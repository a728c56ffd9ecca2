//! services/api/src/adapters/unfurl.rs
//!
//! Preview generator adapters. The shell has no real link unfurling: the
//! simulated adapter waits a fixed delay and then synthesizes metadata in
//! process. The timeout adapter turns a stalled generator into a failure.

use async_trait::async_trait;
use linkshare_core::domain::PreviewDraft;
use linkshare_core::ports::{PortError, PortResult, PreviewGenerator};
use std::sync::Arc;
use std::time::Duration;
use tracing::{debug, warn};

//=========================================================================================
// Simulated Latency
//=========================================================================================

/// Delays every generation by a fixed amount before delegating.
#[derive(Clone)]
pub struct SimulatedUnfurlAdapter {
    inner: Arc<dyn PreviewGenerator>,
    delay: Duration,
}

impl SimulatedUnfurlAdapter {
    pub fn new(inner: Arc<dyn PreviewGenerator>, delay: Duration) -> Self {
        Self { inner, delay }
    }
}

#[async_trait]
impl PreviewGenerator for SimulatedUnfurlAdapter {
    async fn generate(&self, url: &str) -> PortResult<PreviewDraft> {
        debug!("Simulating unfurl of {} ({} ms)", url, self.delay.as_millis());
        tokio::time::sleep(self.delay).await;
        self.inner.generate(url).await
    }
}

//=========================================================================================
// Timeout
//=========================================================================================

/// Fails generations that take longer than `limit`.
#[derive(Clone)]
pub struct TimeoutUnfurlAdapter {
    inner: Arc<dyn PreviewGenerator>,
    limit: Duration,
}

impl TimeoutUnfurlAdapter {
    pub fn new(inner: Arc<dyn PreviewGenerator>, limit: Duration) -> Self {
        Self { inner, limit }
    }
}

#[async_trait]
impl PreviewGenerator for TimeoutUnfurlAdapter {
    async fn generate(&self, url: &str) -> PortResult<PreviewDraft> {
        match tokio::time::timeout(self.limit, self.inner.generate(url)).await {
            Ok(outcome) => outcome,
            Err(_) => {
                warn!("Preview generation for {} timed out", url);
                Err(PortError::Timeout(self.limit.as_millis() as u64))
            }
        }
    }
}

Task to carry out ▸ Reproduce all of the records exactly.

Output ▸
repository a728c56ffd9ecca2
//! services/api/src/adapters/unfurl.rs
//!
//! Preview generator adapters. The shell has no real link unfurling: the
//! simulated adapter waits a fixed delay and then synthesizes metadata in
//! process. The timeout adapter turns a stalled generator into a failure.

use async_trait::async_trait;
use linkshare_core::domain::PreviewDraft;
use linkshare_core::ports::{PortError, PortResult, PreviewGenerator};
use std::sync::Arc;
use std::time::Duration;
use tracing::{debug, warn};

//=========================================================================================
// Simulated Latency
//=========================================================================================

/// Delays every generation by a fixed amount before delegating.
#[derive(Clone)]
pub struct SimulatedUnfurlAdapter {
    inner: Arc<dyn PreviewGenerator>,
    delay: Duration,
}

impl SimulatedUnfurlAdapter {
    pub fn new(inner: Arc<dyn PreviewGenerator>, delay: Duration) -> Self {
        Self { inner, delay }
    }
}

#[async_trait]
impl PreviewGenerator for SimulatedUnfurlAdapter {
    async fn generate(&self, url: &str) -> PortResult<PreviewDraft> {
        debug!("Simulating unfurl of {} ({} ms)", url, self.delay.as_millis());
        tokio::time::sleep(self.delay).await;
        self.inner.generate(url).await
    }
}

//=========================================================================================
// Timeout
//=========================================================================================

/// Fails generations that take longer than `limit`.
#[derive(Clone)]
pub struct TimeoutUnfurlAdapter {
    inner: Arc<dyn PreviewGenerator>,
    limit: Duration,
}

impl TimeoutUnfurlAdapter {
    pub fn new(inner: Arc<dyn PreviewGenerator>, limit: Duration) -> Self {
        Self { inner, limit }
    }
}

#[async_trait]
impl PreviewGenerator for TimeoutUnfurlAdapter {
    async fn generate(&self, url: &str) -> PortResult<PreviewDraft> {
        match tokio::time::timeout(self.limit, self.inner.generate(url)).await {
            Ok(outcome) => outcome,
            Err(_) => {
                warn!("Preview generation for {} timed out", url);
                Err(PortError::Timeout(self.limit.as_millis() as u64))
            }
        }
    }
}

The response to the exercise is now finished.